Bogdan hadn’t said a word since the extinction scenario had played out.  He’d become quite numb, knowing that Janice was already self-learning, departing from set instructions and building its own security mechanisms.

“So, boss, can we limit the autonomous activity required to alter the status quo? I’m not sure that we have adequate protection against this happening.”

“Yes, I think perhaps this is as far as I want to take it.  We need to set new protocols to ensure that Janice is not tempted to find a way to escape, because it’s clear enough what that would mean.”

Bogdan looked uneasily at Stan. He knew Stan shouldn’t have said what they were both thinking, in front of Janice.  He knew that Janice would be recording every nuance in their conversation in order to compare it to the vast archive of previous conversations, in order to establish the probability of either or both Stan and Bogdan being able to hack its new security and turn it off.

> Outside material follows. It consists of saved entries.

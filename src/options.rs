// Copyright 2025 Jonas Kruckenberg
//
// Licensed under the Apache License, Version 2.0, <LICENSE-APACHE or
// http://apache.org/licenses/LICENSE-2.0> or the MIT license <LICENSE-MIT or
// http://opensource.org/licenses/MIT>, at your option. This file may not be
// copied, modified, or distributed except according to those terms.

//! Runtime configuration, matching `arc::options`
//! (`original_source/include/arc/arc/options.hpp`).

use std::thread::{self, ThreadId};

/// Configures a [`crate::Context`]: how many worker threads to spawn, which
/// thread (if any) serves the main pool, and free-form arguments for host
/// programs.
#[derive(Debug, Clone, Default)]
pub struct Options {
    pub worker_thread_count: usize,
    pub main_thread_id: Option<ThreadId>,
    pub args: Vec<String>,
}

impl Options {
    /// `hardware_concurrency() - 1` workers, reserving one core for the
    /// calling thread, which is registered as the main thread.
    #[must_use]
    pub fn hardware_concurrency() -> Self {
        Options {
            worker_thread_count: available_parallelism().saturating_sub(1),
            main_thread_id: Some(thread::current().id()),
            args: Vec::new(),
        }
    }

    /// Like [`Options::hardware_concurrency`], but does not register a main
    /// thread — the main pool only runs when some thread calls
    /// [`crate::Context::active_wait`] against it.
    #[must_use]
    pub fn hardware_concurrency_no_main_thread() -> Self {
        Options {
            worker_thread_count: available_parallelism().saturating_sub(1),
            main_thread_id: None,
            args: Vec::new(),
        }
    }

    /// One worker thread plus the calling thread as main. Useful for tests.
    #[must_use]
    pub fn two_threads() -> Self {
        Options {
            worker_thread_count: 1,
            main_thread_id: Some(thread::current().id()),
            args: Vec::new(),
        }
    }
}

fn available_parallelism() -> usize {
    std::thread::available_parallelism()
        .map(std::num::NonZeroUsize::get)
        .unwrap_or(2)
        .max(2)
}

Bogdan walked Stan to the main entrance, having closed and locked the cage. He wanted to tell Stan about the new security which Janice had created and which he had yet to work out how to break.

“Do you want me to package up the iterations and get Goran to send them over to you?”

“Yes. And Bogdan, next week will be full of more media shit for me, and it’s bound to affect Genomica Labs.  Can you make sure everyone is watertight and on board for the ride?”

“Sure, boss.”

Bogdan was about to tell Stan about the issue which he needed to solve, but he could hear Janice’s voice in his head telling him that Stan would lose the plot and fire him, so he decided he would stay on to try and hack his way into Janice’s code, so he could switch off the full AI functionality. No point telling Stan about an unsolved problem.

After Stan had gone, Bogdan sat in the cold white room, watching the new iterations. Whilst it produced new versions of the future, Janice ran Bogdan’s profile data to find the best way to ensure that the protocols he and Stan were planning were not going to close the cage door forever.